ACTIVITY
Give the number of lines in the data that hold the word "endpoints", and nothing else.

THE RECORDS below:

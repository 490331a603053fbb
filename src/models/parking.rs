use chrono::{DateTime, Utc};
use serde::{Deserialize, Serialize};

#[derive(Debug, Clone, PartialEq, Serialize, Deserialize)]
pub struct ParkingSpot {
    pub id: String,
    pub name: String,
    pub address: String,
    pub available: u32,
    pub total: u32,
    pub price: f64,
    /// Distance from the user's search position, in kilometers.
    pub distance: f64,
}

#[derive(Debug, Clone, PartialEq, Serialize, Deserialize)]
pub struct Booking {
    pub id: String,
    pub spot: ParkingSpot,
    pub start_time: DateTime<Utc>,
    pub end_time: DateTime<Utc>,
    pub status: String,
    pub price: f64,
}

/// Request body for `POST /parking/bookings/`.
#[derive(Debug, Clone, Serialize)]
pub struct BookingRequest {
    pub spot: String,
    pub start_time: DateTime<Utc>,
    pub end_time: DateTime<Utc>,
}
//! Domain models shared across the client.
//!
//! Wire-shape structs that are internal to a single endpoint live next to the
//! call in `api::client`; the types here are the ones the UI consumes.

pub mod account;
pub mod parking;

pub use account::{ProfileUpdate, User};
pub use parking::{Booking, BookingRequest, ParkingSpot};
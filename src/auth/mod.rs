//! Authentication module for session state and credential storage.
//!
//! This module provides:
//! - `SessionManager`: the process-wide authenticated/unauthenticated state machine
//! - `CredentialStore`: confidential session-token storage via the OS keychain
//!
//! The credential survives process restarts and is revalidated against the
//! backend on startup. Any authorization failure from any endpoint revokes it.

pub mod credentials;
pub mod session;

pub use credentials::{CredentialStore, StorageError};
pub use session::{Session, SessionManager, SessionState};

End of THE RECORDS.
THE RECORDS below:

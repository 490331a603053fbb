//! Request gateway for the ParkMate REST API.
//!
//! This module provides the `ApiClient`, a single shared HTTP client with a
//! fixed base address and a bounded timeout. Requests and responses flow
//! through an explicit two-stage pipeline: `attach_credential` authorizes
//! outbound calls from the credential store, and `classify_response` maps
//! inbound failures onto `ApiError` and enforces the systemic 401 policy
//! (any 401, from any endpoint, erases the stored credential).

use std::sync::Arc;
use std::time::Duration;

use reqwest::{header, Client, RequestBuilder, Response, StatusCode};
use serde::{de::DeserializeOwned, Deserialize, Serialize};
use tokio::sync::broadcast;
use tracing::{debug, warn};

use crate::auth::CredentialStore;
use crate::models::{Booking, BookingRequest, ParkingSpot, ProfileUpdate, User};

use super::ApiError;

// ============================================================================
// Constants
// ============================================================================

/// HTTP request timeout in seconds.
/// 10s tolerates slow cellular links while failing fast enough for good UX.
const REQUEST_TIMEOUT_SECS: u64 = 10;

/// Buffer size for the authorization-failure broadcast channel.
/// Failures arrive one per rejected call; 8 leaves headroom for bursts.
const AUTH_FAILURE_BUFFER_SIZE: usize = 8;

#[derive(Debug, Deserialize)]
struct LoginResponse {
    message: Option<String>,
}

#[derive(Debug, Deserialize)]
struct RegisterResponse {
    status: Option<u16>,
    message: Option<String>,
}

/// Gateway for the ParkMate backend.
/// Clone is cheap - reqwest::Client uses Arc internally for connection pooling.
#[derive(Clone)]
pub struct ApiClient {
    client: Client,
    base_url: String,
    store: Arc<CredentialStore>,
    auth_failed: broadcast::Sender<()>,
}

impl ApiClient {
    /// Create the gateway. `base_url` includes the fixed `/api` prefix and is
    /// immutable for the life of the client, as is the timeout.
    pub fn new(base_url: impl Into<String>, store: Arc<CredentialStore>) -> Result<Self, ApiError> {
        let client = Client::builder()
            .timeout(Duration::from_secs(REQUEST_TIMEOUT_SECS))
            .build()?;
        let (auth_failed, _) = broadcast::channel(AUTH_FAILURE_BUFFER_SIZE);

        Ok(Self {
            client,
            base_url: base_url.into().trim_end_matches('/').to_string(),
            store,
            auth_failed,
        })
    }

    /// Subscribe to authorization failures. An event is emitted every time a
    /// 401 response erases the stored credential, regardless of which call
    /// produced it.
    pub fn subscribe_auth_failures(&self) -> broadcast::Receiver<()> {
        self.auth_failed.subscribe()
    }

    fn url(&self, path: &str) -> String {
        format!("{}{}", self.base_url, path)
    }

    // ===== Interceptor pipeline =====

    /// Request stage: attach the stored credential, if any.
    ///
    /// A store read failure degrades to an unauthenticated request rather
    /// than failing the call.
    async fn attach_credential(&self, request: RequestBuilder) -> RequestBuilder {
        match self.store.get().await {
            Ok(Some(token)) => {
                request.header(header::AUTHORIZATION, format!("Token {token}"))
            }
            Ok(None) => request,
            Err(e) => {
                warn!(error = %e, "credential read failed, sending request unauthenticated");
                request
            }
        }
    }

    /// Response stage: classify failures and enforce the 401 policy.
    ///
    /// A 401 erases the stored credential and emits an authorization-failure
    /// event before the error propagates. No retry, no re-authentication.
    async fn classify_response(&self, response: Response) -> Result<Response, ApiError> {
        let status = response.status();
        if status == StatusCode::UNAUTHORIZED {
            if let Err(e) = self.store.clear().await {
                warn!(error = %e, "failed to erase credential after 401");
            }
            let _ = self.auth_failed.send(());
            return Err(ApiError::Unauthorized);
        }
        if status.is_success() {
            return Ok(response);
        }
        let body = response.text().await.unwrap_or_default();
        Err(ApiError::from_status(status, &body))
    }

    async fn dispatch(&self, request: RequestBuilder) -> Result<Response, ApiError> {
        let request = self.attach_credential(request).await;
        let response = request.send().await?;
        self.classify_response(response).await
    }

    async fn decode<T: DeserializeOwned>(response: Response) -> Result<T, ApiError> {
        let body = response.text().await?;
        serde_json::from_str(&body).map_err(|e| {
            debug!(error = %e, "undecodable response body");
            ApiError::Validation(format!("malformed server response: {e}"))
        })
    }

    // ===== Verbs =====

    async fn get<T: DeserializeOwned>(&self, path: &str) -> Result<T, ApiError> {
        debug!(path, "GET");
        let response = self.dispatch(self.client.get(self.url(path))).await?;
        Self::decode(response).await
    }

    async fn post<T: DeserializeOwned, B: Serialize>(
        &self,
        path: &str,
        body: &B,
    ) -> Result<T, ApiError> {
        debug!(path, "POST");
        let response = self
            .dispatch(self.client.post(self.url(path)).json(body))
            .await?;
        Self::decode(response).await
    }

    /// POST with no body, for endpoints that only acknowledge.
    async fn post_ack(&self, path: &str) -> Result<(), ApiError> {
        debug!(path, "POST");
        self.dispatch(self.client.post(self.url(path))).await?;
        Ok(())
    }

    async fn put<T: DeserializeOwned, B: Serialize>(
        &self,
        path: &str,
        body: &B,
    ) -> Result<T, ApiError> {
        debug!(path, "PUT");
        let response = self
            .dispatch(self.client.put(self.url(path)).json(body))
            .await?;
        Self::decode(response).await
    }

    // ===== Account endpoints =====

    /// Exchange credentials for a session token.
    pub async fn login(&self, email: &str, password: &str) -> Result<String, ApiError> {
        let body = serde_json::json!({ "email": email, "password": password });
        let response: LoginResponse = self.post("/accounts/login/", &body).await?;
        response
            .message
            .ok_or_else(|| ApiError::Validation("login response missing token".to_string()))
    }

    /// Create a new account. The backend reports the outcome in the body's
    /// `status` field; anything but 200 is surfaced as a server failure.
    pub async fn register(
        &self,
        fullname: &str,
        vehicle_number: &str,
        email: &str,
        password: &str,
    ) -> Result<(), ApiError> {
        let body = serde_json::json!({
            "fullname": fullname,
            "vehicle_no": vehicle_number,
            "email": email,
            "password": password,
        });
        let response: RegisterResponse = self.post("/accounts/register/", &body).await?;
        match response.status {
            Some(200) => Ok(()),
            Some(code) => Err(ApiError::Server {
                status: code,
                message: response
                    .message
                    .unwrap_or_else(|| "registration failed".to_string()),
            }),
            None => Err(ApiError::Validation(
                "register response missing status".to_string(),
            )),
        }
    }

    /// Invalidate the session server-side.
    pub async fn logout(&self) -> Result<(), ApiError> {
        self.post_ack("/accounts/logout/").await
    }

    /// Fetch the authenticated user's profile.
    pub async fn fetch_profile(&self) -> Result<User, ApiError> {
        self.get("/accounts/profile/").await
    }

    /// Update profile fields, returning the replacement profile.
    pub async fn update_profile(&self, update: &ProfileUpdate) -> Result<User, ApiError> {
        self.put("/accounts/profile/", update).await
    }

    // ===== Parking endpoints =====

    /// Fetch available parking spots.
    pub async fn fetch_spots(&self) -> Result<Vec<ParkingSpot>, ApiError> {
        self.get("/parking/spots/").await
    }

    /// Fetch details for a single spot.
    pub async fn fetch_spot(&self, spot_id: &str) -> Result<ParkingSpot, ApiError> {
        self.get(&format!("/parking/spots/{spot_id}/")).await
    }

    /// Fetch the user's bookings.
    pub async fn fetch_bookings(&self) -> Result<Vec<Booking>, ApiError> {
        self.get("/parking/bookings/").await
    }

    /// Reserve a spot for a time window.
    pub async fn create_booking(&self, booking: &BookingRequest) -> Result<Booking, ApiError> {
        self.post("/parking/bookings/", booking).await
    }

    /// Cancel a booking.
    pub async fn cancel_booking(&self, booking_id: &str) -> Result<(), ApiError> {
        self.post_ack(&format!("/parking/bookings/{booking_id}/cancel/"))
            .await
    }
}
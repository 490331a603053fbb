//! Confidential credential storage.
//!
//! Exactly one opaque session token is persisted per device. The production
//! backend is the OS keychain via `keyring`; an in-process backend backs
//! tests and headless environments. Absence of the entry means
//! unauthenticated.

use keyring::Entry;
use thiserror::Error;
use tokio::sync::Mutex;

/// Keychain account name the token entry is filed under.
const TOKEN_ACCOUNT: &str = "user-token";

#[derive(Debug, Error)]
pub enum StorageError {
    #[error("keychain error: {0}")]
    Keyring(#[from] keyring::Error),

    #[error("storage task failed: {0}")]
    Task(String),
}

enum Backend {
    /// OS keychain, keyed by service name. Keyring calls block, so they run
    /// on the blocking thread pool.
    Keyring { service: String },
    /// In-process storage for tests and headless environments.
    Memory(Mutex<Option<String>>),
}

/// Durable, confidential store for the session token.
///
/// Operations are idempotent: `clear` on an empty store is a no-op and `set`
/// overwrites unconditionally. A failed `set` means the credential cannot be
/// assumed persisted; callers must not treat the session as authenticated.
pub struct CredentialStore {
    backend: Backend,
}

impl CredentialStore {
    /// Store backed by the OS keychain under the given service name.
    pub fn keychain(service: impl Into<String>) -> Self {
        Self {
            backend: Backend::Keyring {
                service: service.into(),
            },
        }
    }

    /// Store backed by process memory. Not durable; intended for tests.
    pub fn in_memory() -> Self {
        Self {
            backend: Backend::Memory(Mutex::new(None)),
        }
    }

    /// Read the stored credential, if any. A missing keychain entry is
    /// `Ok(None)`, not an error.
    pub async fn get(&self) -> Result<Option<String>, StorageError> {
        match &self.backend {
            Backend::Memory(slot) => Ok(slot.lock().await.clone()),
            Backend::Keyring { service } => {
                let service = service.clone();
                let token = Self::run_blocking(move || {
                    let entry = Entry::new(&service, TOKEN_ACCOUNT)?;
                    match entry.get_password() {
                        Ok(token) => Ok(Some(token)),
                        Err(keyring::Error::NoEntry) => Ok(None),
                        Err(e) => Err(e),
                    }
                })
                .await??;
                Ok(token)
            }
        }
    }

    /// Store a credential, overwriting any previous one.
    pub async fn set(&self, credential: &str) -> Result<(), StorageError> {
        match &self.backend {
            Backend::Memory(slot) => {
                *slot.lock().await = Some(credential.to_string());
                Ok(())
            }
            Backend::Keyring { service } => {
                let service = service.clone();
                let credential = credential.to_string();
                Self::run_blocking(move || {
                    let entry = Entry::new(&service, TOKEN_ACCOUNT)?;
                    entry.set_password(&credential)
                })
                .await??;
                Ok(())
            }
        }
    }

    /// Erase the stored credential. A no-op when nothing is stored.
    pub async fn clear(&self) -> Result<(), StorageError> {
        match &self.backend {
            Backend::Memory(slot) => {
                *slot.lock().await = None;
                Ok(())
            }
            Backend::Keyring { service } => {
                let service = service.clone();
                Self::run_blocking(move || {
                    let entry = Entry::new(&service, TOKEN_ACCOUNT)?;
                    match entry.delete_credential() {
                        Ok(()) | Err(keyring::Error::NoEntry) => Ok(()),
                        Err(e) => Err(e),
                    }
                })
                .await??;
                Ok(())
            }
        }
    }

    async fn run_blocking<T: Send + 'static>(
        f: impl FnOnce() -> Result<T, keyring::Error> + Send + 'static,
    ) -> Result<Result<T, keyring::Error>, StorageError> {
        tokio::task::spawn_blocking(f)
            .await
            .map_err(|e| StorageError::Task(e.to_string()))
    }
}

End of THE RECORDS.

RESULT OF THIS TASK
3